··· Data for analysis
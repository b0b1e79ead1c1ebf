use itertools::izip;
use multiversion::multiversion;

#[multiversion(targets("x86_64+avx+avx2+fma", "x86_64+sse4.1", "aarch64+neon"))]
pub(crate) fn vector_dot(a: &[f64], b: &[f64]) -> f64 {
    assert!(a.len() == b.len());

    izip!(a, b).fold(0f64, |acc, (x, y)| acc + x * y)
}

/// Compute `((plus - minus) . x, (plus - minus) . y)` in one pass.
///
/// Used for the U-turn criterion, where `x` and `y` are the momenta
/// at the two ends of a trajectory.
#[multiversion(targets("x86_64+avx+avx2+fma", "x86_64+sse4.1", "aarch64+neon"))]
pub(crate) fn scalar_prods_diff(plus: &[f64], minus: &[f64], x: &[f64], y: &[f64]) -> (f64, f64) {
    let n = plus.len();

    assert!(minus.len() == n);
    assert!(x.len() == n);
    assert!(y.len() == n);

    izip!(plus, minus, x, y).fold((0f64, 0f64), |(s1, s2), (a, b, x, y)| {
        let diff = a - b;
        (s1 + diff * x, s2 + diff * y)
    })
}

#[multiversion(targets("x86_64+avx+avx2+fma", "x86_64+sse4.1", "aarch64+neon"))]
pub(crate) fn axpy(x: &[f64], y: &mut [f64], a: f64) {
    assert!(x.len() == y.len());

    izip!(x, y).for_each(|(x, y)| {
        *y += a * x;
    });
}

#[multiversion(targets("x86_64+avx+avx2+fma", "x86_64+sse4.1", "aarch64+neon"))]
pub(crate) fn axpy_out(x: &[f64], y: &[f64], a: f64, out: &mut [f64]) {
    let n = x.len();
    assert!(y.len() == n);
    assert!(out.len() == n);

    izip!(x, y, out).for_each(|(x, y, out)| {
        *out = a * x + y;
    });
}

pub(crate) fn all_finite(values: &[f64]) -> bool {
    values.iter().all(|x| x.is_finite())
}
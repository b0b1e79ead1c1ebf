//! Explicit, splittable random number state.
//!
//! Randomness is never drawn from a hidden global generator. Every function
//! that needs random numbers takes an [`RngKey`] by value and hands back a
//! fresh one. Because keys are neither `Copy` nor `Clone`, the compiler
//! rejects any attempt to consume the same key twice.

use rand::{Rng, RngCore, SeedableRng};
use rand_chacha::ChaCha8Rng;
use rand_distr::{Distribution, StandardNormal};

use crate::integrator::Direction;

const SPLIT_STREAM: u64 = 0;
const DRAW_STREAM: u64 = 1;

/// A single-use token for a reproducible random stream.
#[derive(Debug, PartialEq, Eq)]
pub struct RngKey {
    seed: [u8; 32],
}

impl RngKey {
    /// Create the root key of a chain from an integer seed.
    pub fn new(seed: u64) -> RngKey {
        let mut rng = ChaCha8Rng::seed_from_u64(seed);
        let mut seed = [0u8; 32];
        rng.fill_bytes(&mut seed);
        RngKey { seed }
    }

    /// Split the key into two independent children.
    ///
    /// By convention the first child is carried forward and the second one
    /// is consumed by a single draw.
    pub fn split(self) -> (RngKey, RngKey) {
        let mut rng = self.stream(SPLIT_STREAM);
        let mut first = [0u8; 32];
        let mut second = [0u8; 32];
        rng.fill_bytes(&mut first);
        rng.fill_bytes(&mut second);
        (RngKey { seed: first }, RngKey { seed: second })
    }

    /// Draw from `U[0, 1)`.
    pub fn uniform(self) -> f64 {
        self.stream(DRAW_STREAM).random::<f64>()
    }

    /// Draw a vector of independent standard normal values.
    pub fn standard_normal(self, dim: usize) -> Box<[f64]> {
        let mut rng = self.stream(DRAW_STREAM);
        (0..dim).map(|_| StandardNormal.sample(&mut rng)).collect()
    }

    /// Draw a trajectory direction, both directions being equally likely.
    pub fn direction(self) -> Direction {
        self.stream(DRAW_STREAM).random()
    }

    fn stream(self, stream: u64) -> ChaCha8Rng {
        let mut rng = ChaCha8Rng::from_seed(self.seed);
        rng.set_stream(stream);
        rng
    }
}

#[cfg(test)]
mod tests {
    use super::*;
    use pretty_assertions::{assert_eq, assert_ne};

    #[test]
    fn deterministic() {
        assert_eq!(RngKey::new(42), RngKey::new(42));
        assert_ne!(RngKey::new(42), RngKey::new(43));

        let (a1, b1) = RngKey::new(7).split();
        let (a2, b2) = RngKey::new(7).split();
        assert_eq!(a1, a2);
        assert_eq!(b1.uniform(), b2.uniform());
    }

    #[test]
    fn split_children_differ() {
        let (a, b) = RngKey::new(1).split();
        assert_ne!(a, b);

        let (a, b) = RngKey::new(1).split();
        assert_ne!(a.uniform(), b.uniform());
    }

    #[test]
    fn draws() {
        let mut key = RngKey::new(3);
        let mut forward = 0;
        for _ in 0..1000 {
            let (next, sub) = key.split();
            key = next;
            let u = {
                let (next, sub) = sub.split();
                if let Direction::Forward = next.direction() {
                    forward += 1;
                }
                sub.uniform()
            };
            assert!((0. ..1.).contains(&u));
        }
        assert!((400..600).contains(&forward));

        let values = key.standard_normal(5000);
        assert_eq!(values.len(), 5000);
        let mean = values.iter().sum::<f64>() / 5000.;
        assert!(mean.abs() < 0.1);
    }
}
······
What the task asks: Without altering a single word, repeat the material.

Response to this task:
repository b0b1e79ead1c1ebf
use itertools::izip;
use multiversion::multiversion;

#[multiversion(targets("x86_64+avx+avx2+fma", "x86_64+sse4.1", "aarch64+neon"))]
pub(crate) fn vector_dot(a: &[f64], b: &[f64]) -> f64 {
    assert!(a.len() == b.len());

    izip!(a, b).fold(0f64, |acc, (x, y)| acc + x * y)
}

/// Compute `((plus - minus) . x, (plus - minus) . y)` in one pass.
///
/// Used for the U-turn criterion, where `x` and `y` are the momenta
/// at the two ends of a trajectory.
#[multiversion(targets("x86_64+avx+avx2+fma", "x86_64+sse4.1", "aarch64+neon"))]
pub(crate) fn scalar_prods_diff(plus: &[f64], minus: &[f64], x: &[f64], y: &[f64]) -> (f64, f64) {
    let n = plus.len();

    assert!(minus.len() == n);
    assert!(x.len() == n);
    assert!(y.len() == n);

    izip!(plus, minus, x, y).fold((0f64, 0f64), |(s1, s2), (a, b, x, y)| {
        let diff = a - b;
        (s1 + diff * x, s2 + diff * y)
    })
}

#[multiversion(targets("x86_64+avx+avx2+fma", "x86_64+sse4.1", "aarch64+neon"))]
pub(crate) fn axpy(x: &[f64], y: &mut [f64], a: f64) {
    assert!(x.len() == y.len());

    izip!(x, y).for_each(|(x, y)| {
        *y += a * x;
    });
}

#[multiversion(targets("x86_64+avx+avx2+fma", "x86_64+sse4.1", "aarch64+neon"))]
pub(crate) fn axpy_out(x: &[f64], y: &[f64], a: f64, out: &mut [f64]) {
    let n = x.len();
    assert!(y.len() == n);
    assert!(out.len() == n);

    izip!(x, y, out).for_each(|(x, y, out)| {
        *out = a * x + y;
    });
}

pub(crate) fn all_finite(values: &[f64]) -> bool {
    values.iter().all(|x| x.is_finite())
}
repository b0b1e79ead1c1ebf
//! Explicit, splittable random number state.
//!
//! Randomness is never drawn from a hidden global generator. Every function
//! that needs random numbers takes an [`RngKey`] by value and hands back a
//! fresh one. Because keys are neither `Copy` nor `Clone`, the compiler
//! rejects any attempt to consume the same key twice.

use rand::{Rng, RngCore, SeedableRng};
use rand_chacha::ChaCha8Rng;
use rand_distr::{Distribution, StandardNormal};

use crate::integrator::Direction;

const SPLIT_STREAM: u64 = 0;
const DRAW_STREAM: u64 = 1;

/// A single-use token for a reproducible random stream.
#[derive(Debug, PartialEq, Eq)]
pub struct RngKey {
    seed: [u8; 32],
}

impl RngKey {
    /// Create the root key of a chain from an integer seed.
    pub fn new(seed: u64) -> RngKey {
        let mut rng = ChaCha8Rng::seed_from_u64(seed);
        let mut seed = [0u8; 32];
        rng.fill_bytes(&mut seed);
        RngKey { seed }
    }

    /// Split the key into two independent children.
    ///
    /// By convention the first child is carried forward and the second one
    /// is consumed by a single draw.
    pub fn split(self) -> (RngKey, RngKey) {
        let mut rng = self.stream(SPLIT_STREAM);
        let mut first = [0u8; 32];
        let mut second = [0u8; 32];
        rng.fill_bytes(&mut first);
        rng.fill_bytes(&mut second);
        (RngKey { seed: first }, RngKey { seed: second })
    }

    /// Draw from `U[0, 1)`.
    pub fn uniform(self) -> f64 {
        self.stream(DRAW_STREAM).random::<f64>()
    }

    /// Draw a vector of independent standard normal values.
    pub fn standard_normal(self, dim: usize) -> Box<[f64]> {
        let mut rng = self.stream(DRAW_STREAM);
        (0..dim).map(|_| StandardNormal.sample(&mut rng)).collect()
    }

    /// Draw a trajectory direction, both directions being equally likely.
    pub fn direction(self) -> Direction {
        self.stream(DRAW_STREAM).random()
    }

    fn stream(self, stream: u64) -> ChaCha8Rng {
        let mut rng = ChaCha8Rng::from_seed(self.seed);
        rng.set_stream(stream);
        rng
    }
}

#[cfg(test)]
mod tests {
    use super::*;
    use pretty_assertions::{assert_eq, assert_ne};

    #[test]
    fn deterministic() {
        assert_eq!(RngKey::new(42), RngKey::new(42));
        assert_ne!(RngKey::new(42), RngKey::new(43));

        let (a1, b1) = RngKey::new(7).split();
        let (a2, b2) = RngKey::new(7).split();
        assert_eq!(a1, a2);
        assert_eq!(b1.uniform(), b2.uniform());
    }

    #[test]
    fn split_children_differ() {
        let (a, b) = RngKey::new(1).split();
        assert_ne!(a, b);

        let (a, b) = RngKey::new(1).split();
        assert_ne!(a.uniform(), b.uniform());
    }

    #[test]
    fn draws() {
        let mut key = RngKey::new(3);
        let mut forward = 0;
        for _ in 0..1000 {
            let (next, sub) = key.split();
            key = next;
            let u = {
                let (next, sub) = sub.split();
                if let Direction::Forward = next.direction() {
                    forward += 1;
                }
                sub.uniform()
            };
            assert!((0. ..1.).contains(&u));
        }
        assert!((400..600).contains(&forward));

        let values = key.standard_normal(5000);
        assert_eq!(values.len(), 5000);
        let mean = values.iter().sum::<f64>() / 5000.;
        assert!(mean.abs() < 0.1);
    }
}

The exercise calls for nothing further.